If a line in the records below contains the word "BusError", copy it.

| Data for this task |
╔══

//! The machine: guest RAM, the MMIO table, the interrupt controller and a
//! set of harts, plus the device lifecycle around them.
//!
//! Construction and device attachment happen single-threaded; [`Machine::run`]
//! then spawns one OS thread per hart and blocks until all of them halt.
//! Devices keep their background threads until teardown, which detaches every
//! MMIO region in reverse attach order and runs each device's `remove`.

use std::io;
use std::sync::atomic::{AtomicBool, Ordering};
use std::sync::Arc;
use std::thread;

use rvm_cpu::{Hart, HartState, OpcodeTable, Register};
use rvm_interrupts::{HartEvent, HartEvents, IrqLine, Plic};
use rvm_mem::{AttachError, BusError, GuestRam, MmioRegion, PhysBus, RamError};
use thiserror::Error;
use tracing::{debug, info, trace, warn};

pub use rvm_mem::DEFAULT_MEM_BASE;

/// Default guest RAM size: 256 MiB.
pub const DEFAULT_MEM_SIZE: u64 = 256 << 20;

/// Hard cap on the hart count, matching what the rest of the platform
/// (interrupt routing, device-tree cells) can address.
pub const MAX_HARTS: u32 = 1024;

const MIN_MEM_SIZE: u64 = 64 << 10;
const MAX_MEM_SIZE: u64 = 16 << 30;

#[derive(Debug, Clone, PartialEq, Eq)]
pub struct MachineConfig {
    pub mem_base: u64,
    pub mem_size: u64,
    pub hart_count: u32,
    pub rv64: bool,
}

impl Default for MachineConfig {
    fn default() -> Self {
        Self {
            mem_base: DEFAULT_MEM_BASE,
            mem_size: DEFAULT_MEM_SIZE,
            hart_count: 1,
            rv64: false,
        }
    }
}

#[derive(Debug, Error)]
pub enum MachineError {
    #[error("mem_size={0:#x} is invalid; guest RAM must be {MIN_MEM_SIZE:#x}..={MAX_MEM_SIZE:#x} bytes")]
    InvalidMemSize(u64),
    #[error("hart_count={0} is invalid; between 1 and {MAX_HARTS} harts are supported")]
    InvalidHartCount(u32),
    #[error("rv64=true is not supported; this machine runs RV32 harts only")]
    Rv64Unsupported,
    #[error("boot image of {len:#x} bytes does not fit in RAM at {addr:#x}")]
    ImageDoesNotFit { addr: u64, len: usize },
    #[error("failed to spawn hart thread")]
    HartSpawn(#[source] io::Error),
    #[error("failed to spawn device worker thread")]
    DeviceSpawn(#[source] io::Error),
    #[error("hart thread panicked")]
    HartPanicked,
    #[error(transparent)]
    Ram(#[from] RamError),
    #[error(transparent)]
    Attach(#[from] AttachError),
}

/// Cloneable handle for requesting shutdown from outside the run loop
/// (a poweroff device model, a signal handler).
#[derive(Clone)]
pub struct ShutdownHandle {
    hart_events: Vec<Arc<HartEvents>>,
    needs_reset: Arc<AtomicBool>,
}

impl ShutdownHandle {
    pub fn request_shutdown(&self, reset: bool) {
        if reset {
            self.needs_reset.store(true, Ordering::Release);
        }
        for events in &self.hart_events {
            events.raise(HartEvent::SHUTDOWN);
        }
    }
}

pub struct Machine {
    bus: PhysBus,
    plic: Arc<Plic>,
    opcode_table: Arc<OpcodeTable>,
    harts: Vec<Hart>,
    hart_events: Vec<Arc<HartEvents>>,
    /// MMIO begin addresses in attach order; teardown walks it backwards.
    attach_order: Vec<u64>,
    needs_reset: Arc<AtomicBool>,
}

impl Machine {
    pub fn new(config: MachineConfig) -> Result<Self, MachineError> {
        if config.rv64 {
            return Err(MachineError::Rv64Unsupported);
        }
        if config.mem_size < MIN_MEM_SIZE
            || config.mem_size > MAX_MEM_SIZE
            || config.mem_base.checked_add(config.mem_size).is_none()
        {
            return Err(MachineError::InvalidMemSize(config.mem_size));
        }
        if config.hart_count == 0 || config.hart_count > MAX_HARTS {
            return Err(MachineError::InvalidHartCount(config.hart_count));
        }

        let ram = Arc::new(GuestRam::new(config.mem_base, config.mem_size)?);
        let mut harts: Vec<Hart> = (0..config.hart_count).map(Hart::new).collect();
        for hart in &mut harts {
            hart.reset(config.mem_base as u32);
        }
        let hart_events: Vec<_> = harts.iter().map(|h| h.events().clone()).collect();
        let plic = Arc::new(Plic::new(hart_events.clone()));

        info!(
            "machine created: {} MiB RAM at {:#x}, {} hart(s)",
            config.mem_size >> 20,
            config.mem_base,
            config.hart_count
        );

        Ok(Self {
            bus: PhysBus::new(ram),
            plic,
            opcode_table: Arc::new(OpcodeTable::rv32i()),
            harts,
            hart_events,
            attach_order: Vec::new(),
            needs_reset: Arc::new(AtomicBool::new(false)),
        })
    }

    pub fn ram(&self) -> &Arc<GuestRam> {
        self.bus.ram()
    }

    pub fn plic(&self) -> &Arc<Plic> {
        &self.plic
    }

    /// The IRQ line handle a device model holds on to.
    pub fn irq_line(&self, irq: u32) -> IrqLine {
        IrqLine::new(self.plic.clone(), irq)
    }

    pub fn harts(&self) -> &[Hart] {
        &self.harts
    }

    /// Pre-run register seeding (DTB address into `a1`, etc.).
    pub fn harts_mut(&mut self) -> &mut [Hart] {
        &mut self.harts
    }

    pub fn mmio_regions(&self) -> &[MmioRegion] {
        self.bus.regions()
    }

    pub fn attach_mmio(&mut self, region: MmioRegion) -> Result<(), MachineError> {
        let begin = region.begin;
        self.bus.attach(region)?;
        self.attach_order.push(begin);
        Ok(())
    }

    /// Detach the region starting at `begin`, running the device's `remove`.
    pub fn detach_mmio(&mut self, begin: u64) -> bool {
        let detached = self.bus.detach(begin);
        if detached {
            self.attach_order.retain(|&b| b != begin);
        }
        detached
    }

    /// Bounded RAM access, bypassing MMIO.
    pub fn read_ram(&self, addr: u64, dst: &mut [u8]) -> Result<(), RamError> {
        self.bus.ram().read_into(addr, dst)
    }

    pub fn write_ram(&self, addr: u64, src: &[u8]) -> Result<(), RamError> {
        self.bus.ram().write_from(addr, src)
    }

    /// Physical access resolved to RAM or an MMIO region, the way a hart's
    /// load/store would be.
    pub fn read_physical(&self, addr: u64, dst: &mut [u8]) -> Result<(), BusError> {
        self.bus.read(addr, dst)
    }

    pub fn write_physical(&self, addr: u64, src: &[u8]) -> Result<(), BusError> {
        self.bus.write(addr, src)
    }

    /// Place a boot blob (bootrom, kernel, DTB) into guest RAM.
    pub fn load_image(&self, addr: u64, image: &[u8]) -> Result<(), MachineError> {
        self.write_ram(addr, image)
            .map_err(|_| MachineError::ImageDoesNotFit {
                addr,
                len: image.len(),
            })?;
        debug!("loaded {:#x}-byte image at {:#x}", image.len(), addr);
        Ok(())
    }

    pub fn shutdown_handle(&self) -> ShutdownHandle {
        ShutdownHandle {
            hart_events: self.hart_events.clone(),
            needs_reset: self.needs_reset.clone(),
        }
    }

    /// Post a shutdown event to every hart. With `reset` the caller is
    /// expected to tear the machine down and build a fresh one.
    pub fn request_shutdown(&self, reset: bool) {
        self.shutdown_handle().request_shutdown(reset);
    }

    pub fn needs_reset(&self) -> bool {
        self.needs_reset.load(Ordering::Acquire)
    }

    /// Run every hart on its own OS thread until all of them halt (shutdown
    /// request, or a trap nothing here handles).
    pub fn run(&mut self) -> Result<(), MachineError> {
        let mut pending = std::mem::take(&mut self.harts).into_iter();
        let mut handles = Vec::new();
        let mut spawn_err = None;
        for mut hart in pending.by_ref() {
            let ram = self.bus.ram().clone();
            let table = self.opcode_table.clone();
            let spawned = thread::Builder::new()
                .name(format!("hart{}", hart.id()))
                .spawn(move || {
                    run_hart(&mut hart, &ram, &table);
                    hart
                });
            match spawned {
                Ok(handle) => handles.push(handle),
                Err(err) => {
                    spawn_err = Some(err);
                    break;
                }
            }
        }
        if spawn_err.is_some() {
            // Call back the harts that did start before reporting failure.
            for events in &self.hart_events {
                events.raise(HartEvent::SHUTDOWN);
            }
        }

        let mut result = Ok(());
        for handle in handles {
            match handle.join() {
                Ok(hart) => self.harts.push(hart),
                Err(_) => result = Err(MachineError::HartPanicked),
            }
        }
        self.harts.extend(pending);
        if let Some(err) = spawn_err {
            return Err(MachineError::HartSpawn(err));
        }
        result
    }

    /// Attach an OpenCores Ethernet MAC at `base`, raising `irq`, backed by
    /// `tap`. The DMA worker is spawned here; if that fails the region is
    /// detached again (running the device's `remove`) and the machine keeps
    /// going without networking.
    pub fn attach_ethernet(
        &mut self,
        base: u64,
        irq: u32,
        tap: Arc<dyn rvm_net_backend::Tap>,
    ) -> Result<Arc<rvm_net_ethoc::EthOcDevice>, MachineError> {
        let device = rvm_net_ethoc::EthOcDevice::new(tap, self.ram().clone(), self.irq_line(irq));
        self.attach_mmio(device.region(base))?;
        if let Err(err) = device.spawn_worker() {
            self.detach_mmio(base);
            return Err(MachineError::DeviceSpawn(err));
        }
        info!("ethernet MAC attached at {base:#x}, irq {irq}");
        Ok(device)
    }

    /// Detach every device in reverse attach order, running each `remove`.
    /// Called from `Drop` as well; safe to call twice.
    pub fn shutdown_devices(&mut self) {
        while let Some(begin) = self.attach_order.pop() {
            self.bus.detach(begin);
        }
    }
}

impl Drop for Machine {
    fn drop(&mut self) {
        self.shutdown_devices();
    }
}

fn run_hart(hart: &mut Hart, ram: &GuestRam, table: &OpcodeTable) {
    loop {
        let events = hart.events().take();
        if events.contains(HartEvent::SHUTDOWN) {
            debug!("hart{} halted by shutdown request", hart.id());
            hart.set_state(HartState::Halted);
            return;
        }
        if events.contains(HartEvent::EXT_IRQ) {
            trace!("hart{}: external interrupt pending", hart.id());
        }
        if let Err(trap) = hart.step(ram, table) {
            warn!("hart{} stopped: {trap}", hart.id());
            hart.set_state(HartState::Trapped);
            return;
        }
    }
}

/// Convenience: seed the DTB address into `a1` of every hart, the register
/// boot firmware expects it in.
pub fn seed_dtb_address(machine: &mut Machine, dtb_addr: u32) {
    for hart in machine.harts_mut() {
        hart.write_reg(Register::A1, dtb_addr);
    }
}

╚══

| Answer to this exercise |
use rvm_mem::{AttachError, BusError, GuestRam, MmioRegion, PhysBus, RamError};
    pub fn read_physical(&self, addr: u64, dst: &mut [u8]) -> Result<(), BusError> {
    pub fn write_physical(&self, addr: u64, src: &[u8]) -> Result<(), BusError> {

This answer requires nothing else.